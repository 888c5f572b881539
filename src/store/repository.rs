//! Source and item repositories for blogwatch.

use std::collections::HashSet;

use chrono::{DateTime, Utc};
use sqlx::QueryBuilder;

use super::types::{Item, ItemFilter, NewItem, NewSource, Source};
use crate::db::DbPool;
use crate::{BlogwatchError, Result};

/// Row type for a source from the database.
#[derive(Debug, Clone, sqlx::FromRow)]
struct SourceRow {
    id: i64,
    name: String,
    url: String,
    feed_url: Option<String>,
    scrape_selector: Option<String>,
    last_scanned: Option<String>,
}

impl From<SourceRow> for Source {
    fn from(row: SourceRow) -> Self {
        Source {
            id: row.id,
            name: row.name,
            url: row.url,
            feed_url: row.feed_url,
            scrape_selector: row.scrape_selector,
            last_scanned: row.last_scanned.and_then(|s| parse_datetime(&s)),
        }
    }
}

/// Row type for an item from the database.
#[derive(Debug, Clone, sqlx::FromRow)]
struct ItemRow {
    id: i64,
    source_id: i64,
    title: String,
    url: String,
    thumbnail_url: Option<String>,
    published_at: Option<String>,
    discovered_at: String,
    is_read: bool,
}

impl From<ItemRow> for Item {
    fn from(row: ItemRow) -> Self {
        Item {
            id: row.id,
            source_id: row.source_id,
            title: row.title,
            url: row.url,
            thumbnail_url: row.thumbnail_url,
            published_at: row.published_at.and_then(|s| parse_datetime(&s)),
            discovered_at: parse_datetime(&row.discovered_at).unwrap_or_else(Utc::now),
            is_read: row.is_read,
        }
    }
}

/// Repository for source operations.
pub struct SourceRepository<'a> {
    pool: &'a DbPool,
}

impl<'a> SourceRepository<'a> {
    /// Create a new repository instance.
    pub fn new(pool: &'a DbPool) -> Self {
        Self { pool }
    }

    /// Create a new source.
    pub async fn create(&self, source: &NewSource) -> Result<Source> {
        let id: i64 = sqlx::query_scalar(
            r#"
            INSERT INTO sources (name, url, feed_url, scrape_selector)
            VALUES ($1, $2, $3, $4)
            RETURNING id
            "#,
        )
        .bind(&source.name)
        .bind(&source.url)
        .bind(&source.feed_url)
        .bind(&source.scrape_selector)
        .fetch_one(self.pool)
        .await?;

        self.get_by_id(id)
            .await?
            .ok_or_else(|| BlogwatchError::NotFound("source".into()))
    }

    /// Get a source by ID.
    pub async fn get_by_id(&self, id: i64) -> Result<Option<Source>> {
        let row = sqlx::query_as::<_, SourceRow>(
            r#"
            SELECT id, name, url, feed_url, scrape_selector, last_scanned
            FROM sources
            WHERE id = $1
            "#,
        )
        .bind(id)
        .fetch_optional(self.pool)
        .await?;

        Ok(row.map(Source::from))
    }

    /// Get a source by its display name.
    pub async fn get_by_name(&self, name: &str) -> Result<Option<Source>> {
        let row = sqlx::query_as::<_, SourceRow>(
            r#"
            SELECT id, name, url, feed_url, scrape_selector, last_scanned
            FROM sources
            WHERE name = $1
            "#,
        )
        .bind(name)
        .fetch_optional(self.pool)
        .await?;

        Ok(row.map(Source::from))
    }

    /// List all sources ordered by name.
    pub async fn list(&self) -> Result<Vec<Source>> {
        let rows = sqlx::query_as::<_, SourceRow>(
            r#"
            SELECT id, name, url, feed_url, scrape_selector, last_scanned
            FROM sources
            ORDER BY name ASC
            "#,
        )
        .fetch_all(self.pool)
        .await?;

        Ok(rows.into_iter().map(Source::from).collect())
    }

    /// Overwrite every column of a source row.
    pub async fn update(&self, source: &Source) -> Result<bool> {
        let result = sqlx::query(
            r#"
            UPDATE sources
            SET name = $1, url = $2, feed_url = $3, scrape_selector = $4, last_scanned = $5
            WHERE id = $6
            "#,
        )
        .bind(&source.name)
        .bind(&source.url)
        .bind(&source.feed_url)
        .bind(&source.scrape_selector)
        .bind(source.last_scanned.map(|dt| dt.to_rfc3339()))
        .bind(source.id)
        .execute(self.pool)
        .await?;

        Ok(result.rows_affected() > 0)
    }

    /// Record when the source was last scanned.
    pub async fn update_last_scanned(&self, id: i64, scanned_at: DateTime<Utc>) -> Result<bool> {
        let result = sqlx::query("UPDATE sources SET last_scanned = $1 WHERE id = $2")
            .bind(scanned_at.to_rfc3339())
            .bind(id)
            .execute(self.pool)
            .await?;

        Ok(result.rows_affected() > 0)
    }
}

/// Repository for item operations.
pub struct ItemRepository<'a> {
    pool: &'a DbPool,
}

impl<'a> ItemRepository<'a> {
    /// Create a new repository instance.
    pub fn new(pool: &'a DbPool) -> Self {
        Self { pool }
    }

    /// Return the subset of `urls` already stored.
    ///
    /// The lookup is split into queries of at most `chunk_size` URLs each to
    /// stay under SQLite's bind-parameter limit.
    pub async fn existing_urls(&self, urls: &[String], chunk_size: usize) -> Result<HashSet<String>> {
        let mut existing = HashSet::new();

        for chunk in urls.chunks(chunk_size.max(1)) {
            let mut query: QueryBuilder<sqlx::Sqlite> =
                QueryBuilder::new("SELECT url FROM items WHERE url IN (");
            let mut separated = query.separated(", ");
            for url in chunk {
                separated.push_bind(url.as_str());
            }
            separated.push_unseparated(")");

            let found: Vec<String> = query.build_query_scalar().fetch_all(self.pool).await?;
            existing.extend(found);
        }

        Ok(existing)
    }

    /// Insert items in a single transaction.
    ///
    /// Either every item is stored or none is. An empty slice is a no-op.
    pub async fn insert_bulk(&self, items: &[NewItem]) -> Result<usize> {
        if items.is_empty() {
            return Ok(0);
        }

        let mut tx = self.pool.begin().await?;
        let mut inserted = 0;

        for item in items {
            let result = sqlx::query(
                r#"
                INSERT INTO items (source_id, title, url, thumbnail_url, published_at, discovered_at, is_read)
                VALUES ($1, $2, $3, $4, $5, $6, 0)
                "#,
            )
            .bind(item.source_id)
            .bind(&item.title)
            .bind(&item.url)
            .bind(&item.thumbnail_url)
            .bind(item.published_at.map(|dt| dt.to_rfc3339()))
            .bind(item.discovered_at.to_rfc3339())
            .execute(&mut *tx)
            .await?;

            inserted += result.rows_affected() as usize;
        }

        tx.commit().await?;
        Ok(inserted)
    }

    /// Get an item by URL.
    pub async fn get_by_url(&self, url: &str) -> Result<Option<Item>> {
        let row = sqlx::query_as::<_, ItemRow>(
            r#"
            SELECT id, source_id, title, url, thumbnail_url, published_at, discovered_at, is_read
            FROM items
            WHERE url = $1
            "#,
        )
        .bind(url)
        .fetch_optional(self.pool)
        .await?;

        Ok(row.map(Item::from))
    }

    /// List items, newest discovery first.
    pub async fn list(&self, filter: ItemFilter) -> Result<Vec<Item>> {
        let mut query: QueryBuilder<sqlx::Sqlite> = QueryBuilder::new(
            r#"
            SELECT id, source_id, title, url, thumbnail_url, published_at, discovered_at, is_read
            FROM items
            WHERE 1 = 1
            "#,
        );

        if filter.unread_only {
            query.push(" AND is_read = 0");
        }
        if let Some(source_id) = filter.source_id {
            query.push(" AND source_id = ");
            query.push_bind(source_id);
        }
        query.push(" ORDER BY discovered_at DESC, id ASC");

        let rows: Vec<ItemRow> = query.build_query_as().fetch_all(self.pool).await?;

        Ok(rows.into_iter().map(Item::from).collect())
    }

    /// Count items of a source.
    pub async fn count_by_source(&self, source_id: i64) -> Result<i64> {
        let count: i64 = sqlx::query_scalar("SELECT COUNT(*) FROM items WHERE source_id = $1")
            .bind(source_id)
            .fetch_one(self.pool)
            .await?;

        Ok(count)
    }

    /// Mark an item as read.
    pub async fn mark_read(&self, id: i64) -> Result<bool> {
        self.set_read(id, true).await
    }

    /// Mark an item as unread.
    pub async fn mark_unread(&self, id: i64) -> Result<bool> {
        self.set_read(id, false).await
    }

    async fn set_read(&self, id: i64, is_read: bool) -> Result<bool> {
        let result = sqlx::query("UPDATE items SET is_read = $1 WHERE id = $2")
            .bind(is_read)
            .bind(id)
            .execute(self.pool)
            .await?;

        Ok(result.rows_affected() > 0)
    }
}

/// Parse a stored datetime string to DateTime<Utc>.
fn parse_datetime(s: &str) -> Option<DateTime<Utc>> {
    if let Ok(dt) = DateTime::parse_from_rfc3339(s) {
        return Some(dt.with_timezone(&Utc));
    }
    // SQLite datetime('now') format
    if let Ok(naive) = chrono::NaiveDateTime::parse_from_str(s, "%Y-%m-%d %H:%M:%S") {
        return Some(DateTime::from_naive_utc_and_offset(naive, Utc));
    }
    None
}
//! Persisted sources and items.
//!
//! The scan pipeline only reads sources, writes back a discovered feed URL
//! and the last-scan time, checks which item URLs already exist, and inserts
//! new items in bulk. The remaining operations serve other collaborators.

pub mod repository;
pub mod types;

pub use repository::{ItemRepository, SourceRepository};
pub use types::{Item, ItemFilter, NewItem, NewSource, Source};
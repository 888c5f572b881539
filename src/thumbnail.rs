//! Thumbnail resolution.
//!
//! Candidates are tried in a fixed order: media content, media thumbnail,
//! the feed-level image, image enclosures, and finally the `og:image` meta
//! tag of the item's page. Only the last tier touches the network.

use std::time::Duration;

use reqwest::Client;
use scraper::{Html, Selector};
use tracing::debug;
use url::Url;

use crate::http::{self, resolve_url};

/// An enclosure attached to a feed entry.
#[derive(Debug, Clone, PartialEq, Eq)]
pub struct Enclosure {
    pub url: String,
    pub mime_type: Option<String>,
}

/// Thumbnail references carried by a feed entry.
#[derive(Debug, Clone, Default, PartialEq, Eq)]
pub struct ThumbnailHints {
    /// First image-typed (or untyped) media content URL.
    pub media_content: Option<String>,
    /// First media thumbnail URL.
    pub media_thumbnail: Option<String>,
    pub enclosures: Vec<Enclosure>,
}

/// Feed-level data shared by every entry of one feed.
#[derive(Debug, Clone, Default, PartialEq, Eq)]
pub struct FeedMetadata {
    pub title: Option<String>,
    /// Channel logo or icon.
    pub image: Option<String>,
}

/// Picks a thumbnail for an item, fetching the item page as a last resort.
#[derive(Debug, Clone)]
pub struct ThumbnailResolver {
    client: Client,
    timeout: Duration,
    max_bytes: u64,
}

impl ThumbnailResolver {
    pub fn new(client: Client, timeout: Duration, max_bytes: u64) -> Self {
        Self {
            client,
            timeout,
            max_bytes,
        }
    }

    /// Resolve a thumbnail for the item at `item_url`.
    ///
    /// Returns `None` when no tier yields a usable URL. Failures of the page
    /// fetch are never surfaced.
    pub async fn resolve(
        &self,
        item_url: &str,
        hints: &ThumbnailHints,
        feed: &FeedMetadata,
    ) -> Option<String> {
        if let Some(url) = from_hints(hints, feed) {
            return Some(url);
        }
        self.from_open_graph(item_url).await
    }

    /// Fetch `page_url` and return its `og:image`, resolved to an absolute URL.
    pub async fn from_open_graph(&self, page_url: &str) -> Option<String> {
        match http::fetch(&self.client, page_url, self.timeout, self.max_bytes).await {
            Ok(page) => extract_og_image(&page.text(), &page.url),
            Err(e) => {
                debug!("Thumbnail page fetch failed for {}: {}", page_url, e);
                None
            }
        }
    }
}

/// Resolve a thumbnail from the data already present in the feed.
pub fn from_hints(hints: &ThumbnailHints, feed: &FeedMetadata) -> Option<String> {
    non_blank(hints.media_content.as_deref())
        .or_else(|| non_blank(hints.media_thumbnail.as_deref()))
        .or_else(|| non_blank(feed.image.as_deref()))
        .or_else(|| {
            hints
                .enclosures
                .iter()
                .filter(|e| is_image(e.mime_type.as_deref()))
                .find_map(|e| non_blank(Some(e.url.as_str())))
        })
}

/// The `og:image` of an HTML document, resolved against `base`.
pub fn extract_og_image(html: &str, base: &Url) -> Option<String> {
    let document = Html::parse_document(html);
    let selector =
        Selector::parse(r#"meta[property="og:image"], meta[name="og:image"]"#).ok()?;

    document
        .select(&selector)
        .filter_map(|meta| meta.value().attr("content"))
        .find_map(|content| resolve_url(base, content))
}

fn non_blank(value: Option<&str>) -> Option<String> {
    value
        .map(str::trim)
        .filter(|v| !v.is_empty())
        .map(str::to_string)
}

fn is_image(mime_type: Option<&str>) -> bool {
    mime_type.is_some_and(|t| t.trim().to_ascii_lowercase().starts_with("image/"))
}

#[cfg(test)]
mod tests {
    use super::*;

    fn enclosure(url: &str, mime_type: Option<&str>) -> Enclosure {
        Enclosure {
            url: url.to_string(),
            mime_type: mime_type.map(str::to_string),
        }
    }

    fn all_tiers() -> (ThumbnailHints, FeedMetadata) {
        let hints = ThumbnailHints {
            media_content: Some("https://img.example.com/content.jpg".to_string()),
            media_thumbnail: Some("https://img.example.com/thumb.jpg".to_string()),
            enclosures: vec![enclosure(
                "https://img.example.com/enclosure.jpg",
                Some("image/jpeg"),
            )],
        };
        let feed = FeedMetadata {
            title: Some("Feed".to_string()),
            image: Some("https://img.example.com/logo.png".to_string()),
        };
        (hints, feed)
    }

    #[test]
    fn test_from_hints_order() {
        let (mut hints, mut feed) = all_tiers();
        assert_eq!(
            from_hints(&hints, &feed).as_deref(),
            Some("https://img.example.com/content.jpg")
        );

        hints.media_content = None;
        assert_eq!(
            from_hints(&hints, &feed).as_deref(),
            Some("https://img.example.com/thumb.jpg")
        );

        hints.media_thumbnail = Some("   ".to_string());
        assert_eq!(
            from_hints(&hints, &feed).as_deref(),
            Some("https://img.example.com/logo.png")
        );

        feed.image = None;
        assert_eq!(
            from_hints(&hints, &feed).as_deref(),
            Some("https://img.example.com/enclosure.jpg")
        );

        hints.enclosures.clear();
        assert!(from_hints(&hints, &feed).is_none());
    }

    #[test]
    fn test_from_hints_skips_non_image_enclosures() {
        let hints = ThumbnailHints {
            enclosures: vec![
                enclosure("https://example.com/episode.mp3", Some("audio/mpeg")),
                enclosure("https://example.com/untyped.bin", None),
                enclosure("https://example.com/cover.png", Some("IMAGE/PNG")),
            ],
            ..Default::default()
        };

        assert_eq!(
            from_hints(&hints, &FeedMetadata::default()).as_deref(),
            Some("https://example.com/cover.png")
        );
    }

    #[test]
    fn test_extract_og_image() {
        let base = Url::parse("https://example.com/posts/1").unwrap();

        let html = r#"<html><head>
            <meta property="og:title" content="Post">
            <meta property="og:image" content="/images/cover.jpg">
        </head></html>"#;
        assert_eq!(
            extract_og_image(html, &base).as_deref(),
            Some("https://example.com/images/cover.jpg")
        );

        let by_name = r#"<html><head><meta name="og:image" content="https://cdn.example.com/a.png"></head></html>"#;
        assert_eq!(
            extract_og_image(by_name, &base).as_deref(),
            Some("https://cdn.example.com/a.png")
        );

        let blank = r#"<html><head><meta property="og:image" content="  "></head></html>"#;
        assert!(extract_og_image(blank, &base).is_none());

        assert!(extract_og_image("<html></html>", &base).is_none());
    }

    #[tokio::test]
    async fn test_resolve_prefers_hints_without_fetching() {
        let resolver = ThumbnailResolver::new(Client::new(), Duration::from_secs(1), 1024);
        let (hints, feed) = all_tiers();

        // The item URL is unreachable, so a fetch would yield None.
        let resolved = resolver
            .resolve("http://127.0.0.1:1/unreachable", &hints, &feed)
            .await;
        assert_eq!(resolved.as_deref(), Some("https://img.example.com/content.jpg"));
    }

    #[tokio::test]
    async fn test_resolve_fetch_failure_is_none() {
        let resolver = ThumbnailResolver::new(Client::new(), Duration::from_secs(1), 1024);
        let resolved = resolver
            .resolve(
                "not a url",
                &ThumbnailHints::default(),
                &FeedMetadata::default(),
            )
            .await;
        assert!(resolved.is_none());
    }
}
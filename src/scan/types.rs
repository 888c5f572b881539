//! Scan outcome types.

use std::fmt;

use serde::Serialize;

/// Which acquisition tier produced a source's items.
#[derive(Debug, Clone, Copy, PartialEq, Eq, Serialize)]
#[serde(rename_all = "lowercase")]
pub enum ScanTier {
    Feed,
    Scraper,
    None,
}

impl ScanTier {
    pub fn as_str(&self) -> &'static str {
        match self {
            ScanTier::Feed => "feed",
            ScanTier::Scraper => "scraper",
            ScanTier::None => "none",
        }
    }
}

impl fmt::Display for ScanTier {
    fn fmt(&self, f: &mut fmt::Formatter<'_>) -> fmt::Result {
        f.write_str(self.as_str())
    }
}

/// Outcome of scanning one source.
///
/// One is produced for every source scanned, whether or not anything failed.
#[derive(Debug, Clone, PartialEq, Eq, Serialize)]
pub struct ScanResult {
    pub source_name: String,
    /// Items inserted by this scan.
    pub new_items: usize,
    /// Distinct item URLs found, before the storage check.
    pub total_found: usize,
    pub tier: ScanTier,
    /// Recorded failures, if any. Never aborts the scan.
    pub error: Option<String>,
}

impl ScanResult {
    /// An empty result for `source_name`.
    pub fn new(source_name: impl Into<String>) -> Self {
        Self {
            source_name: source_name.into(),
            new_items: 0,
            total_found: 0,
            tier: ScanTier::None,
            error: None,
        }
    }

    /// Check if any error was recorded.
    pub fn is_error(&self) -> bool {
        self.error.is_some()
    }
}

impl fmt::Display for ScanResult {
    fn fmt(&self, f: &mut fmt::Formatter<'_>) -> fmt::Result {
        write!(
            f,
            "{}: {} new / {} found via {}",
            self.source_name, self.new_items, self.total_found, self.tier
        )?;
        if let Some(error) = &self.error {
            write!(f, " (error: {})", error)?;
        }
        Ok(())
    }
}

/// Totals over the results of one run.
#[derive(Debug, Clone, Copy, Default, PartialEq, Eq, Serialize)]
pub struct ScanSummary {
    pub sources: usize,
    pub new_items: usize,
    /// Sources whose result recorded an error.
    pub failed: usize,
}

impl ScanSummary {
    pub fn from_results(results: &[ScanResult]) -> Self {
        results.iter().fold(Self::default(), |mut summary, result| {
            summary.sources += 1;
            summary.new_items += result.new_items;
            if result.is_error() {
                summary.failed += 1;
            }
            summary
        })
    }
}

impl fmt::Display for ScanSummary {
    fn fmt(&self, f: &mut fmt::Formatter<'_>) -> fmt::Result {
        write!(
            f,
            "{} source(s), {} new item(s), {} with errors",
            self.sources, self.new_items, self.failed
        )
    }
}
◇ ◇ ◇ ◇
▶ _What to work on_:
The required answer is the exact run of lines above starting at the line with "WHERE id = $1" and ending at the line with "its display name.", with both ends present.

▶ _Reply to the exercise_:
            WHERE id = $1
            "#,
        )
        .bind(id)
        .fetch_optional(self.pool)
        .await?;

        Ok(row.map(Source::from))
    }

    /// Get a source by its display name.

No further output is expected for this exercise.